CISA Exam – Module 1 Study Materials
🎓 ISACA Certification Prep

CISA Exam – Module 1 Study Guide

Information Systems Auditing Process · Comprehensive Study Material with 100+ Practice Questions

📘 Domain: IS Audit Process
🎯 Weight: 21% of Exam
💡 Questions: 100+
📅 Edition: 2024–2025

Module 1 Overview

Information Systems Auditing Process — CISA Domain 1 accounts for approximately 21% of the total exam

🎯

Exam Weight

Domain 1 represents ~21% of the CISA exam. Expect approximately 25–30 questions from this domain in the 150-question exam.

📌

Core Purpose

Tests your ability to plan and conduct IS audits in accordance with ISACA standards to ensure organizational assets are safeguarded and controls are effective.

🗂️

Key Sub-Domains

  • ISACA Audit Standards & Guidelines
  • Audit Planning & Risk Assessment
  • Audit Execution & Evidence
  • Audit Reporting & Follow-up
  • Control Frameworks (COBIT, ITAF)

Task Statements

  • Develop a risk-based audit plan
  • Evaluate audit universe and scope
  • Perform audit procedures
  • Communicate audit results
  • Conduct follow-up activities

📌 What the CISA Exam Tests in Module 1

The IS Auditing Process domain evaluates a candidate's knowledge of the entire audit lifecycle — from initial planning through execution, evidence gathering, reporting, and follow-up. The focus is on risk-based auditing aligned with ISACA's Information Technology Assurance Framework (ITAF).

⚡ Critical Exam Tips

  • CISA exam questions prioritize the IS auditor's perspective and professional judgment.
  • Always choose answers that best reflect ISACA's standards and guidelines.
  • Risk-based audit approach is the dominant framework — always relate decisions to risk.
  • When two answers seem correct, choose the one that occurs earlier in the audit process.
  • Independence and objectivity of the auditor is almost always the top priority.

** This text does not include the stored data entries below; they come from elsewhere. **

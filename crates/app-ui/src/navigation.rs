//! Routing and browser history
//!
//! This module provides:
//! - Route definitions with deep linking for the gallery sections
//! - A pattern router that turns paths back into routes
//! - The [`History`] abstraction over the host's push/replace API
//! - An in-memory history used by tests and non-browser hosts
//! - Removal of campaign tracking parameters from the address

use serde::{Deserialize, Serialize};
use std::collections::HashMap;
use thiserror::Error;

// =============================================================================
// Route Parameters
// =============================================================================

/// Parameters for a route
pub type RouteParams = HashMap<String, String>;

// =============================================================================
// Sections
// =============================================================================

/// Gallery section that owns a modal viewer
#[derive(Debug, Clone, Copy, PartialEq, Eq, Hash, Serialize, Deserialize)]
#[serde(rename_all = "lowercase")]
pub enum Section {
    /// Photography gallery
    Photos,
    /// Video gallery
    Videos,
}

impl Section {
    /// Path of the section's listing
    pub fn root_path(&self) -> &'static str {
        match self {
            Section::Photos => "/photos",
            Section::Videos => "/videos",
        }
    }

    /// Path of one item of the section
    pub fn item_path(&self, slug: &str) -> String {
        format!("{}/{}", self.root_path(), urlencoding::encode(slug))
    }

    /// Display noun for a single item
    pub fn noun(&self) -> &'static str {
        match self {
            Section::Photos => "Photo",
            Section::Videos => "Video",
        }
    }

    /// Verb used when describing an item
    pub fn verb(&self) -> &'static str {
        match self {
            Section::Photos => "View",
            Section::Videos => "Watch",
        }
    }
}

// =============================================================================
// Route Definitions
// =============================================================================

/// All possible routes in the site
#[derive(Debug, Clone, PartialEq, Eq, Hash, Serialize, Deserialize, Default)]
#[serde(tag = "route", content = "params")]
pub enum Route {
    /// Landing page with the featured video
    #[default]
    Home,
    /// Video gallery, optionally with one video open
    Videos {
        /// Deep-linked video
        #[serde(skip_serializing_if = "Option::is_none")]
        slug: Option<String>,
    },
    /// Photo gallery, optionally with one photo open
    Photos {
        /// Deep-linked photo
        #[serde(skip_serializing_if = "Option::is_none")]
        slug: Option<String>,
    },
    /// Developer projects
    Developer,
    /// About page
    About,
    /// Contact form
    Contact,
    /// Anything else
    NotFound,
}

impl Route {
    /// Get the URL path for this route
    pub fn to_path(&self) -> String {
        match self {
            Route::Home => "/".to_string(),
            Route::Videos { slug: None } => Section::Videos.root_path().to_string(),
            Route::Videos { slug: Some(slug) } => Section::Videos.item_path(slug),
            Route::Photos { slug: None } => Section::Photos.root_path().to_string(),
            Route::Photos { slug: Some(slug) } => Section::Photos.item_path(slug),
            Route::Developer => "/developer".to_string(),
            Route::About => "/about".to_string(),
            Route::Contact => "/contact".to_string(),
            Route::NotFound => "/404".to_string(),
        }
    }

    /// Navigation label
    pub fn title(&self) -> &'static str {
        match self {
            Route::Home => "Home",
            Route::Videos { .. } => "Videos",
            Route::Photos { .. } => "Photos",
            Route::Developer => "Developer",
            Route::About => "About",
            Route::Contact => "Contact",
            Route::NotFound => "Not Found",
        }
    }

    /// Gallery section and deep-linked slug, if this is a gallery route
    pub fn gallery(&self) -> Option<(Section, Option<&str>)> {
        match self {
            Route::Videos { slug } => Some((Section::Videos, slug.as_deref())),
            Route::Photos { slug } => Some((Section::Photos, slug.as_deref())),
            _ => None,
        }
    }
}

// =============================================================================
// Router
// =============================================================================

/// Route pattern for matching
struct RoutePattern {
    /// Pattern segments
    segments: Vec<PatternSegment>,
    /// Route builder
    builder: fn(RouteParams) -> Option<Route>,
}

/// Segment type in a pattern
#[derive(Debug, Clone)]
enum PatternSegment {
    /// Literal segment
    Literal(String),
    /// Parameter segment
    Param(String),
}

/// URL Router for parsing paths to routes
pub struct Router {
    /// Route patterns
    patterns: Vec<RoutePattern>,
}

impl Default for Router {
    fn default() -> Self {
        Self::new()
    }
}

impl std::fmt::Debug for Router {
    fn fmt(&self, f: &mut std::fmt::Formatter<'_>) -> std::fmt::Result {
        f.debug_struct("Router")
            .field("patterns", &self.patterns.len())
            .finish()
    }
}

impl Router {
    /// Create a new router with all routes
    pub fn new() -> Self {
        let mut router = Self {
            patterns: Vec::new(),
        };

        router.add_route("/", |_| Some(Route::Home));
        router.add_route("/videos", |_| Some(Route::Videos { slug: None }));
        router.add_route("/videos/:slug", |params| {
            Some(Route::Videos {
                slug: Some(params.get("slug")?.clone()),
            })
        });
        router.add_route("/photos", |_| Some(Route::Photos { slug: None }));
        router.add_route("/photos/:slug", |params| {
            Some(Route::Photos {
                slug: Some(params.get("slug")?.clone()),
            })
        });
        router.add_route("/developer", |_| Some(Route::Developer));
        router.add_route("/about", |_| Some(Route::About));
        router.add_route("/contact", |_| Some(Route::Contact));

        router
    }

    /// Add a route pattern
    fn add_route(&mut self, pattern: &str, builder: fn(RouteParams) -> Option<Route>) {
        let segments = pattern
            .split('/')
            .filter(|s| !s.is_empty())
            .map(|s| {
                if let Some(name) = s.strip_prefix(':') {
                    PatternSegment::Param(name.to_string())
                } else {
                    PatternSegment::Literal(s.to_string())
                }
            })
            .collect();

        self.patterns.push(RoutePattern { segments, builder });
    }

    /// Match a path to a route
    ///
    /// Query strings and fragments are ignored; trailing slashes are not
    /// significant.
    pub fn match_path(&self, path: &str) -> Route {
        let pathname = path.split(['?', '#']).next().unwrap_or_default();
        let path_segments: Vec<&str> = pathname.split('/').filter(|s| !s.is_empty()).collect();

        for pattern in &self.patterns {
            if let Some(params) = Self::match_pattern(&pattern.segments, &path_segments) {
                if let Some(route) = (pattern.builder)(params) {
                    return route;
                }
            }
        }

        Route::NotFound
    }

    /// Match a pattern against path segments
    fn match_pattern(pattern: &[PatternSegment], path: &[&str]) -> Option<RouteParams> {
        if pattern.len() != path.len() {
            return None;
        }

        let mut params = RouteParams::new();
        for (segment, actual) in pattern.iter().zip(path.iter()) {
            match segment {
                PatternSegment::Literal(expected) => {
                    if expected != actual {
                        return None;
                    }
                }
                PatternSegment::Param(name) => {
                    params.insert(name.clone(), urlencoding::decode(actual).ok()?.into_owned());
                }
            }
        }

        Some(params)
    }
}

// =============================================================================
// History
// =============================================================================

/// Host history API
///
/// `push` adds an entry so back returns to the previous address; `replace`
/// overwrites the current entry. Neither notifies the application; location
/// change notifications come from the host (back/forward, deep link load).
#[cfg_attr(test, mockall::automock)]
pub trait History {
    /// Current address, path plus optional query string
    fn location(&self) -> String;

    /// Add a history entry
    fn push(&mut self, path: &str);

    /// Overwrite the current history entry
    fn replace(&mut self, path: &str);
}

/// One entry of [`MemoryHistory`]
#[derive(Debug, Clone, PartialEq, Eq, Serialize, Deserialize)]
pub struct HistoryEntry {
    /// Address of the entry
    pub path: String,
    /// Unique key for this entry
    pub key: String,
}

impl HistoryEntry {
    /// Create a new entry
    pub fn new(path: impl Into<String>) -> Self {
        Self {
            path: path.into(),
            key: uuid::Uuid::new_v4().to_string(),
        }
    }
}

/// Rejected [`MemoryHistory`] contents
#[derive(Debug, Clone, Error, PartialEq, Eq)]
pub enum HistoryError {
    /// No entries at all
    #[error("history has no entries")]
    Empty,

    /// Cursor points past the last entry
    #[error("cursor {cursor} out of range for {len} entries")]
    CursorOutOfRange {
        /// Stored cursor
        cursor: usize,
        /// Number of entries
        len: usize,
    },
}

/// In-memory history with back/forward
#[derive(Debug, Clone, PartialEq, Eq, Serialize, Deserialize)]
#[serde(try_from = "HistorySnapshot")]
pub struct MemoryHistory {
    /// Entries (oldest first), never empty
    entries: Vec<HistoryEntry>,
    /// Index of the current entry
    cursor: usize,
}

/// Unchecked serialized form of [`MemoryHistory`]
#[derive(Deserialize)]
struct HistorySnapshot {
    entries: Vec<HistoryEntry>,
    cursor: usize,
}

impl TryFrom<HistorySnapshot> for MemoryHistory {
    type Error = HistoryError;

    fn try_from(snapshot: HistorySnapshot) -> Result<Self, HistoryError> {
        let len = snapshot.entries.len();
        if len == 0 {
            return Err(HistoryError::Empty);
        }
        if snapshot.cursor >= len {
            return Err(HistoryError::CursorOutOfRange {
                cursor: snapshot.cursor,
                len,
            });
        }
        Ok(Self {
            entries: snapshot.entries,
            cursor: snapshot.cursor,
        })
    }
}

impl Default for MemoryHistory {
    fn default() -> Self {
        Self::new("/")
    }
}

impl MemoryHistory {
    /// Create a history whose only entry is `initial`
    pub fn new(initial: impl Into<String>) -> Self {
        Self {
            entries: vec![HistoryEntry::new(initial)],
            cursor: 0,
        }
    }

    /// Step back one entry, returning the new location
    pub fn back(&mut self) -> Option<String> {
        if self.cursor == 0 {
            return None;
        }
        self.cursor -= 1;
        Some(self.entries[self.cursor].path.clone())
    }

    /// Step forward one entry, returning the new location
    pub fn forward(&mut self) -> Option<String> {
        if self.cursor + 1 >= self.entries.len() {
            return None;
        }
        self.cursor += 1;
        Some(self.entries[self.cursor].path.clone())
    }

    /// Number of entries
    pub fn len(&self) -> usize {
        self.entries.len()
    }

    /// Always false; a history has at least one entry
    pub fn is_empty(&self) -> bool {
        self.entries.is_empty()
    }

    /// Current entry
    pub fn current_entry(&self) -> &HistoryEntry {
        &self.entries[self.cursor]
    }

    /// All entries
    pub fn entries(&self) -> &[HistoryEntry] {
        &self.entries
    }
}

impl History for MemoryHistory {
    fn location(&self) -> String {
        self.entries[self.cursor].path.clone()
    }

    fn push(&mut self, path: &str) {
        self.entries.truncate(self.cursor + 1);
        self.entries.push(HistoryEntry::new(path));
        self.cursor = self.entries.len() - 1;
    }

    fn replace(&mut self, path: &str) {
        self.entries[self.cursor] = HistoryEntry::new(path);
    }
}

// =============================================================================
// Tracking Parameters
// =============================================================================

/// Prefix of campaign tracking query parameters
pub const TRACKING_PARAM_PREFIX: &str = "utm_";

/// Remove tracking parameters from an address
///
/// Returns `None` when the address carries none.
pub fn strip_tracking_params(location: &str) -> Option<String> {
    let (rest, fragment) = match location.split_once('#') {
        Some((rest, fragment)) => (rest, Some(fragment)),
        None => (location, None),
    };
    let (path, query) = rest.split_once('?')?;

    let pairs: Vec<&str> = query.split('&').filter(|p| !p.is_empty()).collect();
    let kept: Vec<&str> = pairs
        .iter()
        .copied()
        .filter(|pair| !pair.starts_with(TRACKING_PARAM_PREFIX))
        .collect();
    if kept.len() == pairs.len() {
        return None;
    }

    let mut cleaned = path.to_string();
    if !kept.is_empty() {
        cleaned.push('?');
        cleaned.push_str(&kept.join("&"));
    }
    if let Some(fragment) = fragment {
        cleaned.push('#');
        cleaned.push_str(fragment);
    }
    Some(cleaned)
}

/// Replace the current address without its tracking parameters
///
/// Returns true when the address was rewritten.
pub fn scrub_tracking_params<H: History + ?Sized>(history: &mut H) -> bool {
    match strip_tracking_params(&history.location()) {
        Some(cleaned) => {
            tracing::debug!(location = %cleaned, "removing tracking parameters");
            history.replace(&cleaned);
            true
        }
        None => false,
    }
}

// =============================================================================
// Tests
// =============================================================================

📊 Module 1 Topic Distribution (Approximate)

  • Audit Standards & Ethics: ~20%
  • Audit Planning & Risk: ~25%
  • Audit Execution & Evidence: ~30%
  • Audit Reporting & Follow-up: ~15%
  • ITAF & Frameworks: ~10%

IS Audit Standards & Ethics

ISACA Audit Standards, Guidelines, Code of Professional Ethics, and ITAF Framework

🏛️ ISACA's Information Technology Assurance Framework (ITAF)

ITAF is a comprehensive framework for IT assurance that provides guidance on the conduct of IS audits. It has three components:

  • Standards (IS Audit): Mandatory requirements; define minimum performance levels. Auditors MUST comply.
  • Guidelines: Provide guidance in applying audit standards. Auditors SHOULD follow.
  • Tools & Techniques: Examples and templates to assist in following standards. Auditors MAY use these.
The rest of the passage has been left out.